:: Work to complete ::
After finding the line containing "repository dbff3326cdaa3106" below, please output that line and each following one through the line containing "pub trait EmbeddingClient: Send", exactly as written.
** Information shown follows **
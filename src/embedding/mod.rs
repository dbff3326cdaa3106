//! Embedding client abstraction and the Google Generative Language adapter.
//!
//! The adapter issues HTTP requests directly against the `embedContent`
//! endpoint rather than pulling in a provider SDK, mirroring how the store
//! adapter talks to Typesense.

use crate::config::get_config;
use async_trait::async_trait;
use reqwest::Client;
use serde::Deserialize;
use serde_json::json;
use thiserror::Error;

const DEFAULT_GOOGLE_AI_URL: &str = "https://generativelanguage.googleapis.com";

/// Errors raised by embedding providers.
#[derive(Debug, Error)]
pub enum EmbeddingClientError {
    /// Provider unreachable or the HTTP layer failed before a response arrived.
    #[error("Embedding provider unavailable: {0}")]
    ProviderUnavailable(String),
    /// Provider returned an error response.
    #[error("Failed to generate embedding: {0}")]
    GenerationFailed(String),
    /// Provider response was missing the expected embedding values.
    #[error("Malformed embedding response: {0}")]
    InvalidResponse(String),
}

/// Interface implemented by embedding backends.
///
/// A non-error return always carries a non-empty vector; providers must map
/// an empty upstream payload to [`EmbeddingClientError::InvalidResponse`]
/// instead of handing back a zero-length embedding.
#[async_trait]
pub trait EmbeddingClient: Send + Sync {
    /// Produce an embedding vector for the supplied text.
    async fn generate(&self, content: &str) -> Result<Vec<f32>, EmbeddingClientError>;
}

/// Embedding client backed by the Google Generative Language API.
pub struct GoogleEmbeddingClient {
    pub(crate) http: Client,
    pub(crate) base_url: String,
    pub(crate) api_key: Option<String>,
    pub(crate) model: String,
}

impl GoogleEmbeddingClient {
    /// Construct a new client using configuration derived from the environment.
    pub fn new() -> Self {
        let config = get_config();
        let http = Client::builder()
            .user_agent("semsearch/0.1")
            .build()
            .expect("Failed to construct reqwest::Client for embeddings");
        Self {
            http,
            base_url: DEFAULT_GOOGLE_AI_URL.to_string(),
            api_key: config.google_api_key.clone(),
            model: config.embedding_model.clone(),
        }
    }

    fn endpoint(&self) -> String {
        format!(
            "{}/v1beta/models/{}:embedContent",
            self.base_url.trim_end_matches('/'),
            self.model
        )
    }
}

impl Default for GoogleEmbeddingClient {
    fn default() -> Self {
        Self::new()
    }
}

#[derive(Debug, Deserialize)]
struct EmbedContentResponse {
    #[serde(default)]
    embedding: Option<EmbeddingValues>,
}

#[derive(Debug, Deserialize)]
struct EmbeddingValues {
    #[serde(default)]
    values: Vec<f32>,
}

#[async_trait]
impl EmbeddingClient for GoogleEmbeddingClient {
    async fn generate(&self, content: &str) -> Result<Vec<f32>, EmbeddingClientError> {
        let payload = json!({
            "model": format!("models/{}", self.model),
            "content": { "parts": [ { "text": content } ] },
        });

        let mut request = self.http.post(self.endpoint()).json(&payload);
        if let Some(api_key) = &self.api_key
            && !api_key.is_empty()
        {
            request = request.query(&[("key", api_key)]);
        }

        let response = request.send().await.map_err(|error| {
            EmbeddingClientError::ProviderUnavailable(format!(
                "failed to reach embedding provider at {}: {error}",
                self.base_url
            ))
        })?;

        if !response.status().is_success() {
            let status = response.status();
            let body = response.text().await.unwrap_or_default();
            return Err(EmbeddingClientError::GenerationFailed(format!(
                "provider returned {status}: {body}"
            )));
        }

        let body: EmbedContentResponse = response.json().await.map_err(|error| {
            EmbeddingClientError::InvalidResponse(format!(
                "failed to decode embedding response: {error}"
            ))
        })?;

        let values = body
            .embedding
            .map(|embedding| embedding.values)
            .unwrap_or_default();
        if values.is_empty() {
            return Err(EmbeddingClientError::InvalidResponse(
                "received an empty embedding from the provider".into(),
            ));
        }

        Ok(values)
    }
}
** End of Information shown **
:: Completed task ::
repository dbff3326cdaa3106
//! Embedding client abstraction and the Google Generative Language adapter.
//!
//! The adapter issues HTTP requests directly against the `embedContent`
//! endpoint rather than pulling in a provider SDK, mirroring how the store
//! adapter talks to Typesense.

use crate::config::get_config;
use async_trait::async_trait;
use reqwest::Client;
use serde::Deserialize;
use serde_json::json;
use thiserror::Error;

const DEFAULT_GOOGLE_AI_URL: &str = "https://generativelanguage.googleapis.com";

/// Errors raised by embedding providers.
#[derive(Debug, Error)]
pub enum EmbeddingClientError {
    /// Provider unreachable or the HTTP layer failed before a response arrived.
    #[error("Embedding provider unavailable: {0}")]
    ProviderUnavailable(String),
    /// Provider returned an error response.
    #[error("Failed to generate embedding: {0}")]
    GenerationFailed(String),
    /// Provider response was missing the expected embedding values.
    #[error("Malformed embedding response: {0}")]
    InvalidResponse(String),
}

/// Interface implemented by embedding backends.
///
/// A non-error return always carries a non-empty vector; providers must map
/// an empty upstream payload to [`EmbeddingClientError::InvalidResponse`]
/// instead of handing back a zero-length embedding.
#[async_trait]
pub trait EmbeddingClient: Send + Sync {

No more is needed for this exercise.